This is an interesting topic in the light of modern physics.

Con has accepted the burden of proving that there is no free will, and the argument he has presented is contradicted by modern physics. Specifically, Pro's claim that "a cause will always have the same result [and] so there is no room for free will" is false. We now know that there are unpredictable physical events in nature. It is not just that we lack certain information needed to predict the outcomes, rather that they are inherently theoretically unpredictable. The laws of the physical universe do not allow the prediction.

I cite five categories of unpredictable events:

1. Wave-particle duality demonstrated in diffraction experiments shows that it is impossible to predict the paths of particles.

"One of the most striking consequences of the new science is that it is not in agreement with the belief of Laplace that an omniscient entity, knowing the initial positions and velocities of all particles in the universe at one time, could predict their positions at any future time. (To paraphrase Laplace's idea, the positions and velocities of all things at any given time depend absolutely on their previous positions and velocities and the absolute laws that govern physical interactions.) Laplace believed that such particles would follow the laws of motion discovered by Newton, but twentieth century physics made it clear that the motions of sub-atomic particles and even some small atoms cannot be predicted by using the laws of Newtonian physics.

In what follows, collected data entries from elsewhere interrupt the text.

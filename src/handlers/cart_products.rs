use crate::error::AppError;
use crate::handlers::AppState;
use crate::models::{CartProduct, CreateCartProduct};
use crate::repositories::CartProductRepository;
use crate::response::ApiResponse;
use axum::{
    extract::{Path, State},
    response::Json,
};
use uuid::Uuid;

/// 建立购物车-商品关联
#[utoipa::path(
    post,
    path = "/cart-products/",
    tag = "cart-products",
    request_body = CreateCartProduct,
    responses(
        (status = 200, description = "创建成功", body = CartProduct),
        (status = 400, description = "购物车或商品不存在"),
        (status = 500, description = "服务器内部错误")
    )
)]
pub async fn create_cart_product(
    State(app_state): State<AppState>,
    Json(payload): Json<CreateCartProduct>,
) -> Result<Json<ApiResponse<CartProduct>>, AppError> {
    let repository = CartProductRepository::new(app_state.database.clone());
    let created = repository.create(payload).await.map_err(|err| {
        if let AppError::Database(sqlx::Error::Database(db_err)) = &err {
            if db_err.is_foreign_key_violation() {
                return AppError::bad_request("指定的购物车或商品不存在");
            }
            if db_err.is_unique_violation() {
                return AppError::bad_request("该商品已在购物车中");
            }
        }
        err
    })?;

    Ok(Json(ApiResponse::success(created)))
}

/// 列出全部购物车-商品关联
#[utoipa::path(
    get,
    path = "/cart-products/",
    tag = "cart-products",
    responses(
        (status = 200, description = "查询成功", body = Vec<CartProduct>),
        (status = 500, description = "服务器内部错误")
    )
)]
pub async fn list_cart_products(
    State(app_state): State<AppState>,
) -> Result<Json<ApiResponse<Vec<CartProduct>>>, AppError> {
    let repository = CartProductRepository::new(app_state.database.clone());
    let links = repository.list().await?;

    Ok(Json(ApiResponse::success(links)))
}

/// 查询购物车-商品关联详情
#[utoipa::path(
    get,
    path = "/cart-products/{cart_id}/{product_id}",
    tag = "cart-products",
    params(
        ("cart_id" = Uuid, Path, description = "购物车ID"),
        ("product_id" = Uuid, Path, description = "商品ID")
    ),
    responses(
        (status = 200, description = "查询成功", body = CartProduct),
        (status = 404, description = "关联不存在"),
        (status = 500, description = "服务器内部错误")
    )
)]
pub async fn get_cart_product(
    State(app_state): State<AppState>,
    Path((cart_id, product_id)): Path<(Uuid, Uuid)>,
) -> Result<Json<ApiResponse<CartProduct>>, AppError> {
    let repository = CartProductRepository::new(app_state.database.clone());
    let link = repository
        .find(cart_id, product_id)
        .await?
        .ok_or_else(|| {
            AppError::not_found(format!("购物车商品关联 {}/{}", cart_id, product_id))
        })?;

    Ok(Json(ApiResponse::success(link)))
}

/// 解除购物车-商品关联
#[utoipa::path(
    delete,
    path = "/cart-products/{cart_id}/{product_id}",
    tag = "cart-products",
    params(
        ("cart_id" = Uuid, Path, description = "购物车ID"),
        ("product_id" = Uuid, Path, description = "商品ID")
    ),
    responses(
        (status = 200, description = "删除成功"),
        (status = 404, description = "关联不存在"),
        (status = 500, description = "服务器内部错误")
    )
)]
pub async fn delete_cart_product(
    State(app_state): State<AppState>,
    Path((cart_id, product_id)): Path<(Uuid, Uuid)>,
) -> Result<Json<ApiResponse<()>>, AppError> {
    let repository = CartProductRepository::new(app_state.database.clone());
    let deleted = repository.delete(cart_id, product_id).await?;

    if !deleted {
        return Err(AppError::not_found(format!(
            "购物车商品关联 {}/{}",
            cart_id, product_id
        )));
    }

    Ok(Json(ApiResponse::<()>::success_empty()))
}
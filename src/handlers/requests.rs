use crate::error::AppError;
use crate::handlers::AppState;
use crate::models::{CreateShoppingRequest, ShoppingRequest, UpdateShoppingRequest};
use crate::repositories::RequestRepository;
use crate::response::ApiResponse;
use axum::{
    extract::{Path, State},
    response::Json,
};
use uuid::Uuid;

/// 创建购物请求
#[utoipa::path(
    post,
    path = "/requests/",
    tag = "requests",
    request_body = CreateShoppingRequest,
    responses(
        (status = 200, description = "创建成功", body = ShoppingRequest),
        (status = 400, description = "请求参数错误"),
        (status = 500, description = "服务器内部错误")
    )
)]
pub async fn create_request(
    State(app_state): State<AppState>,
    Json(payload): Json<CreateShoppingRequest>,
) -> Result<Json<ApiResponse<ShoppingRequest>>, AppError> {
    if payload.shopify_user_id.trim().is_empty() {
        return Err(AppError::bad_request("shopify_user_id不能为空"));
    }
    if payload.query.trim().is_empty() {
        return Err(AppError::bad_request("query不能为空"));
    }

    let repository = RequestRepository::new(app_state.database.clone());
    let created = repository.create(payload).await?;

    Ok(Json(ApiResponse::success(created)))
}

/// 列出全部购物请求
#[utoipa::path(
    get,
    path = "/requests/",
    tag = "requests",
    responses(
        (status = 200, description = "查询成功", body = Vec<ShoppingRequest>),
        (status = 500, description = "服务器内部错误")
    )
)]
pub async fn list_requests(
    State(app_state): State<AppState>,
) -> Result<Json<ApiResponse<Vec<ShoppingRequest>>>, AppError> {
    let repository = RequestRepository::new(app_state.database.clone());
    let requests = repository.list().await?;

    Ok(Json(ApiResponse::success(requests)))
}

/// 查询购物请求详情
#[utoipa::path(
    get,
    path = "/requests/{request_id}",
    tag = "requests",
    params(
        ("request_id" = Uuid, Path, description = "购物请求ID")
    ),
    responses(
        (status = 200, description = "查询成功", body = ShoppingRequest),
        (status = 404, description = "购物请求不存在"),
        (status = 500, description = "服务器内部错误")
    )
)]
pub async fn get_request(
    State(app_state): State<AppState>,
    Path(request_id): Path<Uuid>,
) -> Result<Json<ApiResponse<ShoppingRequest>>, AppError> {
    let repository = RequestRepository::new(app_state.database.clone());
    let request = repository
        .find_by_id(request_id)
        .await?
        .ok_or_else(|| AppError::not_found(format!("购物请求 {}", request_id)))?;

    Ok(Json(ApiResponse::success(request)))
}

/// 更新购物请求
#[utoipa::path(
    put,
    path = "/requests/{request_id}",
    tag = "requests",
    params(
        ("request_id" = Uuid, Path, description = "购物请求ID")
    ),
    request_body = UpdateShoppingRequest,
    responses(
        (status = 200, description = "更新成功", body = ShoppingRequest),
        (status = 404, description = "购物请求不存在"),
        (status = 500, description = "服务器内部错误")
    )
)]
pub async fn update_request(
    State(app_state): State<AppState>,
    Path(request_id): Path<Uuid>,
    Json(payload): Json<UpdateShoppingRequest>,
) -> Result<Json<ApiResponse<ShoppingRequest>>, AppError> {
    let repository = RequestRepository::new(app_state.database.clone());
    let updated = repository
        .update(request_id, payload)
        .await?
        .ok_or_else(|| AppError::not_found(format!("购物请求 {}", request_id)))?;

    Ok(Json(ApiResponse::success(updated)))
}

/// 删除购物请求
///
/// 关联的购物车、标签与附件记录一并级联删除；附件对应的存储对象
/// 不在此处清理，由附件删除接口负责。
#[utoipa::path(
    delete,
    path = "/requests/{request_id}",
    tag = "requests",
    params(
        ("request_id" = Uuid, Path, description = "购物请求ID")
    ),
    responses(
        (status = 200, description = "删除成功"),
        (status = 404, description = "购物请求不存在"),
        (status = 500, description = "服务器内部错误")
    )
)]
pub async fn delete_request(
    State(app_state): State<AppState>,
    Path(request_id): Path<Uuid>,
) -> Result<Json<ApiResponse<()>>, AppError> {
    let repository = RequestRepository::new(app_state.database.clone());
    let deleted = repository.delete(request_id).await?;

    if !deleted {
        return Err(AppError::not_found(format!("购物请求 {}", request_id)));
    }

    Ok(Json(ApiResponse::<()>::success_empty()))
}
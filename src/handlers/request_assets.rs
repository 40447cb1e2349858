use crate::error::AppError;
use crate::handlers::AppState;
use crate::models::{
    CreateRequestAsset, RequestAssetResponse, SignedUrlResponse, UpdateRequestAsset,
};
use crate::repositories::{RequestAssetRepository, RequestRepository};
use crate::response::ApiResponse;
use axum::{
    extract::{Multipart, Path, Query, State},
    response::Json,
};
use serde::Deserialize;
use uuid::Uuid;

/// 读取附件时URL的默认有效期（秒）
const DEFAULT_URL_EXPIRES_SECS: u64 = 3600;

/// 附件列表筛选参数
#[derive(Debug, Deserialize)]
pub struct ListAssetsQuery {
    /// 只列出指定购物请求的附件
    pub request_id: Option<Uuid>,
}

/// 附件删除参数
#[derive(Debug, Deserialize)]
pub struct DeleteAssetQuery {
    /// 是否同时删除存储后端中的文件，默认true
    pub delete_from_storage: Option<bool>,
}

/// 签名URL参数
#[derive(Debug, Deserialize)]
pub struct SignedUrlQuery {
    /// 有效期（秒），默认3600
    pub expiration: Option<u64>,
}

/// 上传附件文件
///
/// multipart表单需包含request_id与file两个字段。文件先写入存储后端，
/// 成功后只把返回的存储键落库，URL现解析现用，不落库。
#[utoipa::path(
    post,
    path = "/request-assets/upload",
    tag = "request-assets",
    responses(
        (status = 200, description = "上传成功", body = RequestAssetResponse),
        (status = 400, description = "缺少字段、文件为空或文件名为空"),
        (status = 404, description = "购物请求不存在"),
        (status = 502, description = "存储后端错误")
    )
)]
pub async fn upload_request_asset(
    State(app_state): State<AppState>,
    mut multipart: Multipart,
) -> Result<Json<ApiResponse<RequestAssetResponse>>, AppError> {
    let mut request_id: Option<Uuid> = None;
    let mut file_data: Option<Vec<u8>> = None;
    let mut filename: Option<String> = None;

    // 解析multipart数据
    while let Some(field) = multipart.next_field().await.map_err(|e| {
        let error_msg = format!("{}", e);
        if error_msg.contains("body longer than") || error_msg.contains("body is too large") {
            AppError::bad_request("上传文件过大")
        } else {
            AppError::bad_request(format!("解析上传表单失败: {}", e))
        }
    })? {
        let field_name = field.name().unwrap_or("").to_string();

        match field_name.as_str() {
            "request_id" => {
                let text = field
                    .text()
                    .await
                    .map_err(|e| AppError::bad_request(format!("读取request_id失败: {}", e)))?;
                let parsed = Uuid::parse_str(text.trim())
                    .map_err(|_| AppError::bad_request("request_id不是合法的UUID"))?;
                request_id = Some(parsed);
            }
            "file" => {
                filename = field.file_name().map(|s| s.to_string());
                file_data = Some(
                    field
                        .bytes()
                        .await
                        .map_err(|e| AppError::bad_request(format!("读取文件数据失败: {}", e)))?
                        .to_vec(),
                );
            }
            _ => {}
        }
    }

    let request_id = request_id.ok_or_else(|| AppError::bad_request("缺少request_id字段"))?;
    let file_data = file_data.ok_or_else(|| AppError::bad_request("缺少文件数据"))?;
    let filename = filename.ok_or_else(|| AppError::bad_request("缺少文件名"))?;

    if file_data.is_empty() {
        return Err(AppError::validation("文件内容为空"));
    }

    // 归属请求必须存在，校验通过前不触碰存储后端
    let request_repository = RequestRepository::new(app_state.database.clone());
    if !request_repository.exists(request_id).await? {
        return Err(AppError::not_found(format!("购物请求 {}", request_id)));
    }

    let file_key = app_state
        .storage
        .upload(&request_id.to_string(), &file_data, &filename)
        .await?;

    tracing::info!(
        "附件上传完成: request={} filename={} key={}",
        request_id,
        filename,
        file_key
    );

    let asset_repository = RequestAssetRepository::new(app_state.database.clone());
    let asset = asset_repository
        .create(CreateRequestAsset {
            request_id,
            file_key: file_key.clone(),
        })
        .await?;

    let url = app_state
        .storage
        .resolve_url(&file_key, DEFAULT_URL_EXPIRES_SECS)
        .await?;

    Ok(Json(ApiResponse::success(
        RequestAssetResponse::from_asset(asset, url),
    )))
}

/// 基于已有存储键登记附件
///
/// 文件已经通过其他渠道进入存储后端时使用，只做记录不做上传。
#[utoipa::path(
    post,
    path = "/request-assets/",
    tag = "request-assets",
    request_body = CreateRequestAsset,
    responses(
        (status = 200, description = "登记成功", body = RequestAssetResponse),
        (status = 400, description = "file_key为空"),
        (status = 404, description = "购物请求不存在"),
        (status = 502, description = "存储后端错误")
    )
)]
pub async fn create_request_asset(
    State(app_state): State<AppState>,
    Json(payload): Json<CreateRequestAsset>,
) -> Result<Json<ApiResponse<RequestAssetResponse>>, AppError> {
    if payload.file_key.trim().is_empty() {
        return Err(AppError::bad_request("file_key不能为空"));
    }

    let request_repository = RequestRepository::new(app_state.database.clone());
    if !request_repository.exists(payload.request_id).await? {
        return Err(AppError::not_found(format!(
            "购物请求 {}",
            payload.request_id
        )));
    }

    let asset_repository = RequestAssetRepository::new(app_state.database.clone());
    let asset = asset_repository.create(payload).await?;

    let url = app_state
        .storage
        .resolve_url(&asset.file_key, DEFAULT_URL_EXPIRES_SECS)
        .await?;

    Ok(Json(ApiResponse::success(
        RequestAssetResponse::from_asset(asset, url),
    )))
}

/// 列出附件
///
/// 每行的URL都在本次请求中重新解析，保证返回的链接在有效期内可用。
#[utoipa::path(
    get,
    path = "/request-assets/",
    tag = "request-assets",
    params(
        ("request_id" = Option<Uuid>, Query, description = "只列出指定购物请求的附件")
    ),
    responses(
        (status = 200, description = "查询成功", body = Vec<RequestAssetResponse>),
        (status = 502, description = "存储后端错误")
    )
)]
pub async fn list_request_assets(
    State(app_state): State<AppState>,
    Query(query): Query<ListAssetsQuery>,
) -> Result<Json<ApiResponse<Vec<RequestAssetResponse>>>, AppError> {
    let asset_repository = RequestAssetRepository::new(app_state.database.clone());
    let assets = match query.request_id {
        Some(request_id) => asset_repository.list_by_request(request_id).await?,
        None => asset_repository.list().await?,
    };

    let mut responses = Vec::with_capacity(assets.len());
    for asset in assets {
        let url = app_state
            .storage
            .resolve_url(&asset.file_key, DEFAULT_URL_EXPIRES_SECS)
            .await?;
        responses.push(RequestAssetResponse::from_asset(asset, url));
    }

    Ok(Json(ApiResponse::success(responses)))
}

/// 查询附件详情
#[utoipa::path(
    get,
    path = "/request-assets/{request_asset_id}",
    tag = "request-assets",
    params(
        ("request_asset_id" = Uuid, Path, description = "附件ID")
    ),
    responses(
        (status = 200, description = "查询成功", body = RequestAssetResponse),
        (status = 404, description = "附件不存在"),
        (status = 502, description = "存储后端错误")
    )
)]
pub async fn get_request_asset(
    State(app_state): State<AppState>,
    Path(request_asset_id): Path<Uuid>,
) -> Result<Json<ApiResponse<RequestAssetResponse>>, AppError> {
    let asset_repository = RequestAssetRepository::new(app_state.database.clone());
    let asset = asset_repository
        .find_by_id(request_asset_id)
        .await?
        .ok_or_else(|| AppError::not_found(format!("附件 {}", request_asset_id)))?;

    let url = app_state
        .storage
        .resolve_url(&asset.file_key, DEFAULT_URL_EXPIRES_SECS)
        .await?;

    Ok(Json(ApiResponse::success(
        RequestAssetResponse::from_asset(asset, url),
    )))
}

/// 更新附件记录
#[utoipa::path(
    put,
    path = "/request-assets/{request_asset_id}",
    tag = "request-assets",
    params(
        ("request_asset_id" = Uuid, Path, description = "附件ID")
    ),
    request_body = UpdateRequestAsset,
    responses(
        (status = 200, description = "更新成功", body = RequestAssetResponse),
        (status = 404, description = "附件或目标购物请求不存在"),
        (status = 502, description = "存储后端错误")
    )
)]
pub async fn update_request_asset(
    State(app_state): State<AppState>,
    Path(request_asset_id): Path<Uuid>,
    Json(payload): Json<UpdateRequestAsset>,
) -> Result<Json<ApiResponse<RequestAssetResponse>>, AppError> {
    // 改归属时先校验目标请求存在
    if let Some(new_request_id) = payload.request_id {
        let request_repository = RequestRepository::new(app_state.database.clone());
        if !request_repository.exists(new_request_id).await? {
            return Err(AppError::not_found(format!("购物请求 {}", new_request_id)));
        }
    }

    let asset_repository = RequestAssetRepository::new(app_state.database.clone());
    let asset = asset_repository
        .update(request_asset_id, payload)
        .await?
        .ok_or_else(|| AppError::not_found(format!("附件 {}", request_asset_id)))?;

    let url = app_state
        .storage
        .resolve_url(&asset.file_key, DEFAULT_URL_EXPIRES_SECS)
        .await?;

    Ok(Json(ApiResponse::success(
        RequestAssetResponse::from_asset(asset, url),
    )))
}

/// 删除附件
///
/// 先删数据库记录，再尽力删除存储对象。存储侧删除失败只记日志，
/// 不影响接口返回，残留对象由后台清理兜底。
#[utoipa::path(
    delete,
    path = "/request-assets/{request_asset_id}",
    tag = "request-assets",
    params(
        ("request_asset_id" = Uuid, Path, description = "附件ID"),
        ("delete_from_storage" = Option<bool>, Query, description = "是否同时删除存储文件，默认true")
    ),
    responses(
        (status = 200, description = "删除成功"),
        (status = 404, description = "附件不存在"),
        (status = 500, description = "服务器内部错误")
    )
)]
pub async fn delete_request_asset(
    State(app_state): State<AppState>,
    Path(request_asset_id): Path<Uuid>,
    Query(query): Query<DeleteAssetQuery>,
) -> Result<Json<ApiResponse<()>>, AppError> {
    let asset_repository = RequestAssetRepository::new(app_state.database.clone());
    let asset = asset_repository
        .find_by_id(request_asset_id)
        .await?
        .ok_or_else(|| AppError::not_found(format!("附件 {}", request_asset_id)))?;

    let deleted = asset_repository.delete(request_asset_id).await?;
    if !deleted {
        return Err(AppError::not_found(format!("附件 {}", request_asset_id)));
    }

    if query.delete_from_storage.unwrap_or(true) {
        if let Err(e) = app_state.storage.delete(&asset.file_key).await {
            tracing::warn!("删除存储文件失败: key={} 错误: {}", asset.file_key, e);
        }
    }

    Ok(Json(ApiResponse::<()>::success_empty()))
}

/// 获取附件签名URL
#[utoipa::path(
    get,
    path = "/request-assets/{request_asset_id}/signed-url",
    tag = "request-assets",
    params(
        ("request_asset_id" = Uuid, Path, description = "附件ID"),
        ("expiration" = Option<u64>, Query, description = "有效期（秒），默认3600")
    ),
    responses(
        (status = 200, description = "获取成功", body = SignedUrlResponse),
        (status = 404, description = "附件不存在"),
        (status = 502, description = "存储后端错误")
    )
)]
pub async fn get_request_asset_signed_url(
    State(app_state): State<AppState>,
    Path(request_asset_id): Path<Uuid>,
    Query(query): Query<SignedUrlQuery>,
) -> Result<Json<ApiResponse<SignedUrlResponse>>, AppError> {
    let expires_in = query.expiration.unwrap_or(DEFAULT_URL_EXPIRES_SECS);
    if expires_in == 0 {
        return Err(AppError::bad_request("expiration必须大于0"));
    }

    let asset_repository = RequestAssetRepository::new(app_state.database.clone());
    let asset = asset_repository
        .find_by_id(request_asset_id)
        .await?
        .ok_or_else(|| AppError::not_found(format!("附件 {}", request_asset_id)))?;

    let url = app_state.storage.resolve_url(&asset.file_key, expires_in).await?;

    Ok(Json(ApiResponse::success(SignedUrlResponse {
        request_asset_id,
        url,
        expires_in,
    })))
}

For instance, most of the orbits for electrons moving around atomic nuclei that are permitted by Newtonian physics are excluded by the new physics. And it is not even clear what the "movement" of a particle such as a photon may be when it is not clear that it "goes through" either one slit or the other, but it is clear that the probability of its arrival at various points on the target screen is a function of its wavelength and of the distance between the slits. Whereas Laplace would expect an omniscient mind to be able to predict with absolute confidence the arrival of a photon at some specific point on the target screen, it turns out that the particle may arrive at one of a great number of points, but that the percentage of particles that arrive at each of such points is determined by the laws of the new physics." Wikipedia article quoted at http://roulette404.multiply.com...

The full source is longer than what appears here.